Flavonoids as aryl hydrocarbon receptor agonists/antagonists: effects of structure and cell context.

Shu Zhang 1, Chunhua Qin 1, Stephen H Safe 1
PMCID: PMC1241760  PMID: 14644660

Abstract

Chemoprotective phytochemicals exhibit multiple activities and interact with several cellular receptors, including the aryl hydrocarbon (Ah) receptor (AhR). In this study we investigated the AhR agonist/antagonist activities of the following flavonoids: chrysin, phloretin, kaempferol, galangin, naringenin, genistein, quercetin, myricetin, luteolin, baicalein, daidzein, apigenin, and diosmin. We also investigated the AhR-dependent activities of cantharidin and emodin (in herbal extracts) in Ah-responsive MCF-7 human breast cells, HepG2 human liver cancer cells, and mouse Hepa-1 cells transiently or stably transfected with plasmids expressing a luciferase reporter gene linked to multiple copies of a consensus dioxin-responsive element.
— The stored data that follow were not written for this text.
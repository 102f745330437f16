//! Gossip messages
//!
//! Peers exchange exactly three messages. Queries carry no data; a ledger
//! response carries a JSON array of entries, either the sender's tip alone
//! or its whole ledger. Nothing on the wire tells the two apart except the
//! number of entries.
//!
//! A ledger response must fit in one frame. [`response_frame_len`] sizes a
//! response from per-entry encoded lengths, so callers can keep a running
//! total instead of re-encoding a whole ledger.

use crate::framing::{Frame, FrameCodec, FrameError, FrameType};
use bytes::BytesMut;
use gossip_ledger_core::{Entry, Ledger};
use tokio_util::codec::{Decoder, Encoder};

/// A message exchanged between peers.
#[derive(Clone, Debug, PartialEq)]
pub enum Message {
    /// Ask for the receiver's tip entry
    QueryLatest,
    /// Ask for the receiver's complete ledger
    QueryAll,
    /// A tip announcement or a complete ledger
    ResponseLedger(Vec<Entry>),
}

impl Message {
    /// Response carrying only the ledger's tip.
    pub fn latest(ledger: &Ledger) -> Self {
        Self::ResponseLedger(vec![ledger.tip().clone()])
    }

    /// Response carrying the whole ledger.
    pub fn all(ledger: &Ledger) -> Self {
        Self::ResponseLedger(ledger.to_vec())
    }

    /// The frame type this message travels as.
    pub fn frame_type(&self) -> FrameType {
        match self {
            Self::QueryLatest => FrameType::QueryLatest,
            Self::QueryAll => FrameType::QueryAll,
            Self::ResponseLedger(_) => FrameType::ResponseLedger,
        }
    }

    /// Encode into a frame.
    pub fn to_frame(&self) -> Result<Frame, FrameError> {
        match self {
            Self::QueryLatest | Self::QueryAll => Ok(Frame::empty(self.frame_type())),
            Self::ResponseLedger(entries) => Ok(Frame::new(
                FrameType::ResponseLedger,
                serde_json::to_vec(entries)?,
            )),
        }
    }

    /// Decode from a frame. Query payloads are ignored.
    pub fn from_frame(frame: Frame) -> Result<Self, FrameError> {
        match frame.frame_type {
            FrameType::QueryLatest => Ok(Self::QueryLatest),
            FrameType::QueryAll => Ok(Self::QueryAll),
            FrameType::ResponseLedger => Ok(Self::ResponseLedger(serde_json::from_slice(
                &frame.payload,
            )?)),
        }
    }
}

/// Encoded size of `entry` as one element of a ledger response.
pub fn encoded_entry_len(entry: &Entry) -> Result<usize, FrameError> {
    Ok(serde_json::to_vec(entry)?.len())
}

/// Frame length (type byte included) of a ledger response carrying
/// `count` entries whose encoded sizes sum to `entries_len`.
pub fn response_frame_len(count: usize, entries_len: usize) -> usize {
    // Type byte, brackets, separators
    1 + 2 + entries_len + count.saturating_sub(1)
}

/// Codec turning a byte stream into [`Message`]s and back.
#[derive(Debug, Default)]
pub struct MessageCodec {
    frames: FrameCodec,
}

impl MessageCodec {
    /// Create a new codec
    pub fn new() -> Self {
        Self::default()
    }
}

impl Decoder for MessageCodec {
    type Item = Message;
    type Error = FrameError;

    fn decode(&mut self, src: &mut BytesMut) -> Result<Option<Self::Item>, Self::Error> {
        match self.frames.decode(src)? {
            Some(frame) => Message::from_frame(frame).map(Some),
            None => Ok(None),
        }
    }
}

impl Encoder<Message> for MessageCodec {
    type Error = FrameError;

    fn encode(&mut self, item: Message, dst: &mut BytesMut) -> Result<(), Self::Error> {
        let frame = item.to_frame()?;
        self.frames.encode(frame, dst)
    }
}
The AhR agonist activities of the compounds (1 and 10 micro M) were as high as 25% of the maximal response induced by 5 nM 2,3,7,8-tetrachlorodibenzo-p-dioxin (TCDD), and their potencies were dependent on cell context. Galangin, genistein, daidzein, and diosmin were active only in Hepa-1 cells, and cantharidin induced activity only in human HepG2 and MCF-7 cells. Western blot analysis confirmed that baicalein and emodin also induced CYP1A1 protein in the human cancer cell lines. The AhR antagonist activities of four compounds inactive as agonists in MCF-7 and HepG2 cells (kaempferol, quercetin, myricetin, and luteolin) were also investigated. Luteolin was an AhR antagonist in both cell lines, and the inhibitory effects of the other compound were dependent on cell context. These data suggest that dietary phytochemicals exhibit substantial cell context-dependent AhR agonist as well as antagonist activities. Moreover, because phytochemicals and other AhR-active compounds in food are present in the diet at relatively high concentrations, risk assessment of dietary toxic equivalents of TCDD and related compounds should also take into account AhR agonist/antagonist activities of phytochemicals.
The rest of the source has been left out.